Forming a limited liability company (LLC) can be a great choice if you are looking for flexible management structures, proportionate tax liability, and limited liability for your managers and members. To start an LLC in Florida you will need to plan out your business, file certain documents with the Department of State, complete tax and licensing requirements, and keep up with annual reporting.

Part 1
Part 1 of 5:

Planning Your Business

  1. An LLC is a hybrid business combining the positive aspects of various business structures. With an LLC, you will get the limited liability of a corporation with the tax efficiency and flexibility of a partnership.
    • The positive aspects of forming an LLC include the limited liability, the easy sharing of profits, and the ease of recordkeeping.

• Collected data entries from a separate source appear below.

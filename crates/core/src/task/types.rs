use std::fmt;
use std::str::FromStr;

use chrono::{DateTime, Utc};
use serde::{Deserialize, Serialize};
use uuid::Uuid;

use crate::batch::BatchId;

/// Unique task identifier.
#[derive(Debug, Clone, Copy, PartialEq, Eq, Hash, Serialize, Deserialize)]
#[serde(transparent)]
pub struct TaskId(Uuid);

impl TaskId {
    pub fn new() -> Self {
        Self(Uuid::new_v4())
    }
}

impl Default for TaskId {
    fn default() -> Self {
        Self::new()
    }
}

impl fmt::Display for TaskId {
    fn fmt(&self, f: &mut fmt::Formatter<'_>) -> fmt::Result {
        self.0.fmt(f)
    }
}

impl FromStr for TaskId {
    type Err = uuid::Error;

    fn from_str(s: &str) -> Result<Self, Self::Err> {
        Uuid::parse_str(s).map(Self)
    }
}

/// Lifecycle of a single task.
#[derive(Debug, Clone, Copy, PartialEq, Eq, Serialize, Deserialize)]
#[serde(rename_all = "snake_case")]
pub enum TaskStatus {
    Pending,
    Running,
    Succeeded,
    Failed,
}

impl TaskStatus {
    pub fn is_terminal(&self) -> bool {
        matches!(self, TaskStatus::Succeeded | TaskStatus::Failed)
    }

    pub fn as_str(&self) -> &'static str {
        match self {
            TaskStatus::Pending => "pending",
            TaskStatus::Running => "running",
            TaskStatus::Succeeded => "succeeded",
            TaskStatus::Failed => "failed",
        }
    }
}

impl FromStr for TaskStatus {
    type Err = String;

    fn from_str(s: &str) -> Result<Self, Self::Err> {
        match s {
            "pending" => Ok(TaskStatus::Pending),
            "running" => Ok(TaskStatus::Running),
            "succeeded" => Ok(TaskStatus::Succeeded),
            "failed" => Ok(TaskStatus::Failed),
            other => Err(format!("unknown task status: {}", other)),
        }
    }
}

/// Classification of a task failure.
///
/// `SessionExpired` is kept apart from the other kinds so operators can tell
/// "credentials need refreshing" from "the site misbehaved".
#[derive(Debug, Clone, Copy, PartialEq, Eq, Hash, Serialize, Deserialize)]
#[serde(rename_all = "snake_case")]
pub enum ErrorKind {
    /// Stored session was rejected by the site. Never retried.
    SessionExpired,
    /// Network or site error that stayed broken through every retry.
    TransientExternal,
    /// Site answered but refused the operation, or a guard rejected its result.
    Rejected,
    /// The task or a step call did not return in time.
    Timeout,
    /// No credential or empty session material for the account.
    MissingCredential,
    /// A store read needed to run the task failed.
    Persistence,
    /// The driver panicked or broke an internal contract.
    InternalFault,
}

impl ErrorKind {
    pub fn as_str(&self) -> &'static str {
        match self {
            ErrorKind::SessionExpired => "session_expired",
            ErrorKind::TransientExternal => "transient_external",
            ErrorKind::Rejected => "rejected",
            ErrorKind::Timeout => "timeout",
            ErrorKind::MissingCredential => "missing_credential",
            ErrorKind::Persistence => "persistence",
            ErrorKind::InternalFault => "internal_fault",
        }
    }
}

impl fmt::Display for ErrorKind {
    fn fmt(&self, f: &mut fmt::Formatter<'_>) -> fmt::Result {
        f.write_str(self.as_str())
    }
}

impl FromStr for ErrorKind {
    type Err = String;

    fn from_str(s: &str) -> Result<Self, Self::Err> {
        match s {
            "session_expired" => Ok(ErrorKind::SessionExpired),
            "transient_external" => Ok(ErrorKind::TransientExternal),
            "rejected" => Ok(ErrorKind::Rejected),
            "timeout" => Ok(ErrorKind::Timeout),
            "missing_credential" => Ok(ErrorKind::MissingCredential),
            "persistence" => Ok(ErrorKind::Persistence),
            "internal_fault" => Ok(ErrorKind::InternalFault),
            other => Err(format!("unknown error kind: {}", other)),
        }
    }
}

/// Failure details attached to a failed outcome.
#[derive(Debug, Clone, PartialEq, Serialize, Deserialize)]
pub struct TaskError {
    pub kind: ErrorKind,
    pub message: String,
    /// Workflow step that failed, for order tasks.
    #[serde(default, skip_serializing_if = "Option::is_none")]
    pub step: Option<String>,
}

/// Data produced by a successful task.
#[derive(Debug, Clone, PartialEq, Serialize, Deserialize)]
#[serde(tag = "type", rename_all = "snake_case")]
pub enum TaskPayload {
    Order {
        order_number: String,
        total: f64,
    },
    Checkpoint {
        points: f64,
        #[serde(default, skip_serializing_if = "Option::is_none")]
        tier: Option<String>,
    },
}

impl TaskPayload {
    /// Point balance carried by a checkpoint payload.
    pub fn points(&self) -> Option<f64> {
        match self {
            TaskPayload::Checkpoint { points, .. } => Some(*points),
            TaskPayload::Order { .. } => None,
        }
    }
}

/// Top-level status reported by a driver.
#[derive(Debug, Clone, Copy, PartialEq, Eq, Serialize, Deserialize)]
#[serde(rename_all = "snake_case")]
pub enum OutcomeStatus {
    Success,
    Failed,
    SessionExpired,
}

/// Result of running one task through its driver.
#[derive(Debug, Clone, PartialEq, Serialize, Deserialize)]
pub struct Outcome {
    pub status: OutcomeStatus,
    pub payload: Option<TaskPayload>,
    pub error: Option<TaskError>,
}

impl Outcome {
    pub fn success(payload: TaskPayload) -> Self {
        Self {
            status: OutcomeStatus::Success,
            payload: Some(payload),
            error: None,
        }
    }

    pub fn failed(kind: ErrorKind, message: impl Into<String>) -> Self {
        let status = if kind == ErrorKind::SessionExpired {
            OutcomeStatus::SessionExpired
        } else {
            OutcomeStatus::Failed
        };
        Self {
            status,
            payload: None,
            error: Some(TaskError {
                kind,
                message: message.into(),
                step: None,
            }),
        }
    }

    pub fn session_expired(message: impl Into<String>) -> Self {
        Self::failed(ErrorKind::SessionExpired, message)
    }

    /// Tag the failure with the workflow step that produced it.
    pub fn at_step(mut self, step: impl Into<String>) -> Self {
        if let Some(error) = self.error.as_mut() {
            error.step = Some(step.into());
        }
        self
    }

    pub fn is_success(&self) -> bool {
        self.status == OutcomeStatus::Success
    }

    pub fn error_kind(&self) -> Option<ErrorKind> {
        self.error.as_ref().map(|e| e.kind)
    }
}

/// One (account, repetition) unit within a batch.
#[derive(Debug, Clone, PartialEq, Serialize, Deserialize)]
pub struct Task {
    pub id: TaskId,
    pub batch_id: BatchId,
    pub account_id: u64,
    /// Zero-based repetition index.
    pub repetition: u32,
    pub status: TaskStatus,
    pub error_kind: Option<ErrorKind>,
    pub error: Option<String>,
    pub failed_step: Option<String>,
    pub payload: Option<TaskPayload>,
    pub started_at: Option<DateTime<Utc>>,
    pub completed_at: Option<DateTime<Utc>>,
}

impl Task {
    pub fn pending(batch_id: BatchId, account_id: u64, repetition: u32) -> Self {
        Self {
            id: TaskId::new(),
            batch_id,
            account_id,
            repetition,
            status: TaskStatus::Pending,
            error_kind: None,
            error: None,
            failed_step: None,
            payload: None,
            started_at: None,
            completed_at: None,
        }
    }

    /// Apply a terminal outcome. The caller guarantees the task is running.
    pub(crate) fn finish(&mut self, outcome: &Outcome) {
        self.status = if outcome.is_success() {
            TaskStatus::Succeeded
        } else {
            TaskStatus::Failed
        };
        self.payload = outcome.payload.clone();
        if let Some(error) = &outcome.error {
            self.error_kind = Some(error.kind);
            self.error = Some(error.message.clone());
            self.failed_step = error.step.clone();
        }
        self.completed_at = Some(Utc::now());
    }
}

#[cfg(test)]
mod tests {
    use super::*;

    #[test]
    fn test_session_expired_outcome_has_distinct_status() {
        let outcome = Outcome::failed(ErrorKind::SessionExpired, "302 to login");
        assert_eq!(outcome.status, OutcomeStatus::SessionExpired);
        assert_eq!(outcome.error_kind(), Some(ErrorKind::SessionExpired));

        let generic = Outcome::failed(ErrorKind::TransientExternal, "502");
        assert_eq!(generic.status, OutcomeStatus::Failed);
    }

    #[test]
    fn test_finish_copies_error_and_step() {
        let mut task = Task::pending(BatchId::new(), 7, 0);
        task.status = TaskStatus::Running;

        let outcome = Outcome::failed(ErrorKind::Rejected, "cart total 0").at_step("cart_populate");
        task.finish(&outcome);

        assert_eq!(task.status, TaskStatus::Failed);
        assert_eq!(task.error_kind, Some(ErrorKind::Rejected));
        assert_eq!(task.failed_step.as_deref(), Some("cart_populate"));
        assert!(task.completed_at.is_some());
    }

    #[test]
    fn test_payload_serialization() {
        let payload = TaskPayload::Checkpoint {
            points: 120.5,
            tier: Some("Gold".to_string()),
        };
        let json = serde_json::to_value(&payload).unwrap();
        assert_eq!(json["type"], "checkpoint");
        assert_eq!(json["points"], 120.5);
        assert_eq!(payload.points(), Some(120.5));
    }

    #[test]
    fn test_error_kind_round_trips_through_str() {
        for kind in [
            ErrorKind::SessionExpired,
            ErrorKind::Timeout,
            ErrorKind::MissingCredential,
        ] {
            assert_eq!(kind.as_str().parse::<ErrorKind>().unwrap(), kind);
        }
    }
}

    • However, there are some disadvantages. Because the LLC is not taxed as an entity at the federal level, tax liability flows through it to the individual. Therefore, members in an LLC will have to pay self-employment taxes on income made by the LLC.[1]

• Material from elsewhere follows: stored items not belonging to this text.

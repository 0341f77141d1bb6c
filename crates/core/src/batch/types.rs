//! Batch data model and controller errors.

use std::fmt;
use std::ops::RangeInclusive;
use std::str::FromStr;

use chrono::{DateTime, Utc};
use serde::{Deserialize, Serialize};
use thiserror::Error;
use uuid::Uuid;

use crate::store::StoreError;
use crate::task::{ErrorKind, Task, TaskId, TaskPayload, TaskStatus};

/// Unique batch identifier.
#[derive(Debug, Clone, Copy, PartialEq, Eq, Hash, Serialize, Deserialize)]
#[serde(transparent)]
pub struct BatchId(Uuid);

impl BatchId {
    pub fn new() -> Self {
        Self(Uuid::new_v4())
    }
}

impl Default for BatchId {
    fn default() -> Self {
        Self::new()
    }
}

impl fmt::Display for BatchId {
    fn fmt(&self, f: &mut fmt::Formatter<'_>) -> fmt::Result {
        self.0.fmt(f)
    }
}

impl FromStr for BatchId {
    type Err = uuid::Error;

    fn from_str(s: &str) -> Result<Self, Self::Err> {
        Uuid::parse_str(s).map(Self)
    }
}

/// Inclusive range of account numbers.
#[derive(Debug, Clone, Copy, PartialEq, Eq, Serialize, Deserialize)]
pub struct AccountRange {
    pub start: u64,
    pub end: u64,
}

impl AccountRange {
    pub fn new(start: u64, end: u64) -> Self {
        Self { start, end }
    }

    /// Number of accounts covered. Zero for an inverted range.
    pub fn len(&self) -> u64 {
        if self.end < self.start {
            0
        } else {
            self.end - self.start + 1
        }
    }

    pub fn is_empty(&self) -> bool {
        self.len() == 0
    }

    pub fn accounts(&self) -> RangeInclusive<u64> {
        self.start..=self.end
    }
}

impl fmt::Display for AccountRange {
    fn fmt(&self, f: &mut fmt::Formatter<'_>) -> fmt::Result {
        write!(f, "{}..={}", self.start, self.end)
    }
}

/// Which driver a batch runs.
#[derive(Debug, Clone, Copy, PartialEq, Eq, Hash, Serialize, Deserialize)]
#[serde(rename_all = "snake_case")]
pub enum BatchMode {
    Order,
    Checkpoint,
}

impl BatchMode {
    pub fn as_str(&self) -> &'static str {
        match self {
            BatchMode::Order => "order",
            BatchMode::Checkpoint => "checkpoint",
        }
    }
}

#[derive(Debug, Clone, Copy, PartialEq, Eq, Serialize, Deserialize)]
#[serde(rename_all = "snake_case")]
pub enum BatchState {
    Running,
    Completed,
    Stopped,
}

impl BatchState {
    pub fn is_terminal(&self) -> bool {
        !matches!(self, BatchState::Running)
    }

    pub fn as_str(&self) -> &'static str {
        match self {
            BatchState::Running => "running",
            BatchState::Completed => "completed",
            BatchState::Stopped => "stopped",
        }
    }
}

/// Task counts of a batch. `submitted` always equals the sum of the rest.
#[derive(Debug, Clone, Copy, PartialEq, Eq, Default, Serialize, Deserialize)]
pub struct BatchCounters {
    pub submitted: usize,
    pub pending: usize,
    pub running: usize,
    pub succeeded: usize,
    pub failed: usize,
}

impl BatchCounters {
    pub fn new(submitted: usize) -> Self {
        Self {
            submitted,
            pending: submitted,
            ..Default::default()
        }
    }

    pub fn finished(&self) -> usize {
        self.succeeded + self.failed
    }

    pub fn is_consistent(&self) -> bool {
        self.submitted == self.succeeded + self.failed + self.pending + self.running
    }
}

/// Snapshot of a batch, as persisted and reported.
#[derive(Debug, Clone, PartialEq, Serialize, Deserialize)]
pub struct Batch {
    pub id: BatchId,
    pub created_at: DateTime<Utc>,
    pub range: AccountRange,
    pub repetition_count: u32,
    pub concurrency_limit: usize,
    pub mode: BatchMode,
    pub state: BatchState,
    pub counters: BatchCounters,
    pub stop_requested: bool,
    pub finished_at: Option<DateTime<Utc>>,
    /// Sum of point balances read by a checkpoint batch.
    pub total_points: Option<f64>,
}

/// Pull-based progress view of a batch.
#[derive(Debug, Clone, PartialEq, Serialize, Deserialize)]
pub struct BatchStatus {
    pub batch_id: BatchId,
    pub mode: BatchMode,
    pub state: BatchState,
    /// Tasks that reached a terminal outcome.
    pub progress: usize,
    pub total: usize,
    pub submitted: usize,
    pub succeeded: usize,
    pub failed: usize,
    pub running: usize,
    pub pending: usize,
    pub stop_requested: bool,
    pub created_at: DateTime<Utc>,
    pub finished_at: Option<DateTime<Utc>>,
    #[serde(default, skip_serializing_if = "Option::is_none")]
    pub total_points: Option<f64>,
    /// Batch-level problem, such as a degraded persistence path.
    pub error: Option<String>,
}

impl BatchStatus {
    pub fn from_batch(batch: &Batch, error: Option<String>) -> Self {
        let counters = batch.counters;
        Self {
            batch_id: batch.id,
            mode: batch.mode,
            state: batch.state,
            progress: counters.finished(),
            total: counters.submitted,
            submitted: counters.submitted,
            succeeded: counters.succeeded,
            failed: counters.failed,
            running: counters.running,
            pending: counters.pending,
            stop_requested: batch.stop_requested,
            created_at: batch.created_at,
            finished_at: batch.finished_at,
            total_points: batch.total_points,
            error,
        }
    }
}

/// Terminal result of one task, as returned by `results()`.
#[derive(Debug, Clone, PartialEq, Serialize, Deserialize)]
pub struct TaskResult {
    pub task_id: TaskId,
    pub account_id: u64,
    pub repetition: u32,
    pub outcome: TaskStatus,
    pub error_kind: Option<ErrorKind>,
    pub error: Option<String>,
    pub failed_step: Option<String>,
    pub payload: Option<TaskPayload>,
    pub checked_at: Option<DateTime<Utc>>,
}

impl From<&Task> for TaskResult {
    fn from(task: &Task) -> Self {
        Self {
            task_id: task.id,
            account_id: task.account_id,
            repetition: task.repetition,
            outcome: task.status,
            error_kind: task.error_kind,
            error: task.error.clone(),
            failed_step: task.failed_step.clone(),
            payload: task.payload.clone(),
            checked_at: task.completed_at,
        }
    }
}

/// Reply to a stop request.
#[derive(Debug, Clone, Copy, PartialEq, Eq, Serialize, Deserialize)]
pub struct StopAck {
    pub acknowledged: bool,
    /// Stop had already been requested, or the batch was already terminal.
    pub already_stopping: bool,
}

#[derive(Debug, Error)]
pub enum BatchError {
    #[error("Validation error: {0}")]
    Validation(String),

    #[error("Batch not found: {0}")]
    NotFound(BatchId),

    #[error("Store error: {0}")]
    Store(#[from] StoreError),
}

#[cfg(test)]
mod tests {
    use super::*;

    #[test]
    fn test_account_range_len() {
        assert_eq!(AccountRange::new(1, 5).len(), 5);
        assert_eq!(AccountRange::new(3, 3).len(), 1);
        assert_eq!(AccountRange::new(5, 1).len(), 0);
        assert!(AccountRange::new(5, 1).is_empty());
        assert_eq!(AccountRange::new(2, 4).accounts().collect::<Vec<_>>(), vec![2, 3, 4]);
    }

    #[test]
    fn test_counters_consistency() {
        let mut counters = BatchCounters::new(4);
        assert!(counters.is_consistent());

        counters.pending -= 1;
        counters.running += 1;
        assert!(counters.is_consistent());

        counters.running -= 1;
        assert!(!counters.is_consistent());
    }

    #[test]
    fn test_status_from_batch() {
        let mut counters = BatchCounters::new(5);
        counters.pending = 1;
        counters.running = 1;
        counters.succeeded = 2;
        counters.failed = 1;

        let batch = Batch {
            id: BatchId::new(),
            created_at: Utc::now(),
            range: AccountRange::new(1, 5),
            repetition_count: 1,
            concurrency_limit: 2,
            mode: BatchMode::Checkpoint,
            state: BatchState::Running,
            counters,
            stop_requested: false,
            finished_at: None,
            total_points: None,
        };

        let status = BatchStatus::from_batch(&batch, None);
        assert_eq!(status.progress, 3);
        assert_eq!(status.total, 5);
        assert_eq!(status.pending, 1);
        assert_eq!(status.state, BatchState::Running);
    }

    #[test]
    fn test_batch_id_parse() {
        let id = BatchId::new();
        let parsed: BatchId = id.to_string().parse().unwrap();
        assert_eq!(parsed, id);
        assert!("not-a-uuid".parse::<BatchId>().is_err());
    }
}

  2. When you first start planning your business, you will want to decide whether your LLC will be member-managed or manager-managed. A member is just another word for an owner. If your articles of organization or operating agreement do not specify a management structure, the law will assume you created a member-managed LLC.

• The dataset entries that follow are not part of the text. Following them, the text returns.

mod loader;
mod types;
mod validate;

pub use loader::{load_config, load_config_from_str};
pub use types::*;
pub use validate::validate_config;

use thiserror::Error;

#[derive(Debug, Error)]
pub enum ConfigError {
    #[error("Configuration file not found: {0}")]
    FileNotFound(String),

    #[error("Failed to parse configuration: {0}")]
    ParseError(String),

    #[error("Configuration validation failed: {0}")]
    ValidationError(String),
}
/// Evaluate one merged criterion for a (selector, item) pair.
///
/// The selector is consulted first; capability keys and attributes it does not
/// understand fall through to the item itself. This is the asymmetry that lets
/// `has_task` filter behaviors while `is_instance` constrains callers.
fn criterion_holds(
    key: &str,
    criterion: &Criterion,
    selector: &dyn Matchable,
    item: &dyn Matchable,
    scope: MatchScope<'_>,
) -> bool {
    match criterion {
        Criterion::Predicate(f) => f(selector),
        Criterion::Kind(kind) => selector.kind().is_a(*kind),
        Criterion::Has(expected) => selector
            .capability(key, expected, scope)
            .or_else(|| item.capability(key, expected, scope))
            == Some(true),
        Criterion::Attr(expected) => selector
            .attr(key)
            .or_else(|| item.attr(key))
            .map(|v| v == *expected)
            .unwrap_or(false),
    }
}

/// Filter `items` down to those whose merged criteria (inline over their own
/// selection criteria) hold for `selector`.
pub fn filter_for_selector<'a, T: Selectable>(
    items: impl IntoIterator<Item = &'a T>,
    selector: &dyn Matchable,
    inline: &Criteria,
    scope: MatchScope<'_>,
) -> Vec<&'a T> {
    items
        .into_iter()
        .filter(|item| {
            let merged = inline.merged_over(&item.selection_criteria());
            let holds = merged
                .iter()
                .all(|(key, criterion)| criterion_holds(key, criterion, selector, *item, scope));
            holds
        })
        .collect()
}
impl PlannedOffer {
    /// Execute this step, binding results into the graph. Failures are
    /// captured in the receipt, never propagated.
    fn execute(&self, graph: &mut Graph, ctx: &mut ProvisioningContext, at_node: Uuid) -> BuildReceipt {
        match &self.work {
            PlannedWork::Dependency(offer) => {
                let receipt = BuildReceipt {
                    provisioner_id: offer.source_provisioner_id,
                    requirement_id: Some(offer.requirement_id),
                    provider_id: None,
                    operation: offer.operation,
                    accepted: false,
                    hard_req: self.hard,
                    reason: None,
                    template_ref: offer.template_ref.clone(),
                    template_content_id: offer.template_content_id,
                };
                match offer.accept(graph, ctx).and_then(|provider| {
                    graph.validate_linkable(provider)?;
                    if graph
                        .get_requirement(offer.requirement_id)
                        .map(|r| r.provider_id().is_none())
                        .unwrap_or(false)
                    {
                        graph.bind_provider(offer.requirement_id, provider)?;
                    }
                    if let Some(req) = graph.get_requirement_mut(offer.requirement_id) {
                        req.satisfied_at_scope_id = Some(at_node);
                    }
                    Ok(provider)
                }) {
                    Ok(provider) => BuildReceipt {
                        provider_id: Some(provider),
                        accepted: true,
                        ..receipt
                    },
                    Err(e) => BuildReceipt {
                        reason: Some(EngineError::AcceptorFailure(e.to_string()).to_string()),
                        ..receipt
                    },
                }
            }
            PlannedWork::Affordance(offer) => {
                let destination = self.destination.unwrap_or(at_node);
                let receipt = BuildReceipt {
                    provisioner_id: offer.source_provisioner_id,
                    requirement_id: None,
                    provider_id: None,
                    operation: ProvisioningPolicy::EXISTING,
                    accepted: false,
                    hard_req: self.hard,
                    reason: None,
                    template_ref: None,
                    template_content_id: None,
                };
                match offer.accept(graph, ctx, destination) {
                    Ok(edge_uid) => {
                        let bound = graph
                            .get_edge(edge_uid)
                            .map(|e| (graph.edge_source(e), e.requirement_id()));
                        let mut provider = None;
                        if let Some((source, requirement)) = bound {
                            provider = source;
                            if let (Some(source), Some(requirement)) = (source, requirement) {
                                let unbound = graph
                                    .get_requirement(requirement)
                                    .map(|r| r.provider_id().is_none())
                                    .unwrap_or(false);
                                if unbound {
                                    if let Err(e) = graph.bind_provider(requirement, source) {
                                        return BuildReceipt {
                                            reason: Some(e.to_string()),
                                            ..receipt
                                        };
                                    }
                                }
                            }
                        }
                        BuildReceipt {
                            requirement_id: graph
                                .get_edge(edge_uid)
                                .and_then(|e| e.requirement_id()),
                            provider_id: provider,
                            accepted: true,
                            ..receipt
                        }
                    }
                    Err(e) => BuildReceipt {
                        reason: Some(EngineError::AcceptorFailure(e.to_string()).to_string()),
                        ..receipt
                    },
                }
            }
        }
    }
}

/// Ordered steps to satisfy one node's frontier. Execution is idempotent.
#[derive(Debug, Clone, Default)]
pub struct ProvisioningPlan {
    pub node: Option<Uuid>,
    pub steps: Vec<PlannedOffer>,
    pub satisfied_requirement_ids: BTreeSet<Uuid>,
    pub already_satisfied_requirement_ids: BTreeSet<Uuid>,
    executed: bool,
    receipts: Vec<BuildReceipt>,
}

impl ProvisioningPlan {
    /// Execute every step once; a second call returns the cached receipts.
    pub fn execute(&mut self, graph: &mut Graph, ctx: &mut ProvisioningContext) -> Vec<BuildReceipt> {
        if self.executed {
            return self.receipts.clone();
        }
        let at_node = self.node.unwrap_or_else(|| Uuid::nil());
        let mut receipts = Vec::new();
        for step in &self.steps {
            // a requirement bound earlier in this plan (or by a previous
            // pass) is not re-provisioned
            if let Some(requirement) = step.requirement_id {
                let bound = graph
                    .get_requirement(requirement)
                    .map(|r| r.provider_id().is_some())
                    .unwrap_or(false);
                if bound {
                    continue;
                }
            }
            receipts.push(step.execute(graph, ctx, at_node));
        }
        self.receipts = receipts.clone();
        self.executed = true;
        receipts
    }

    pub fn planned_accept_count(&self) -> usize {
        self.steps.len()
    }
}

    • In a member-managed LLC, all members have management authority and will run the day-to-day operations. This is a great option for small businesses with no need for a separate management level.
    • In a manager-managed LLC, only the managers will run the day-to-day operations and the members will not have that authority. This is a great option when some or all of the members only want to be passive investors. This may also be advantageous when your members are not particularly skilled in managing or when the business is too large to have all the members managing.[2]
  3. Do some research and choose an appropriate and legal name for your LLC. Check with the Department of State and the Division of Corporations to ensure no other Florida business has the name you want. If the name you want is already in use, you will need the consent of that business in order to use it. In addition, do some quick internet searches and see if anyone else has a business name you want.
    • Your business name is required to contain the words "limited liability company" or the abbreviation "LLC" or "L.L.C.".
    • Your name cannot contain language that may make it seem as if your LLC was a part of any local, state, or federal government entity.[3]
  4. In order to have an LLC in Florida, you will need a principal office you can designate in your articles of organization. This office does not need to be in Florida but you do need to have a street and mailing address.[4]
  5. Every LLC in Florida is required to designate and maintain a registered agent. Your registered agent must be an individual who lives in Florida or an entity authorized to transact business in Florida. The registered agent is responsible for receiving and forwarding along any process, notice, or demand pertaining to the company.[5]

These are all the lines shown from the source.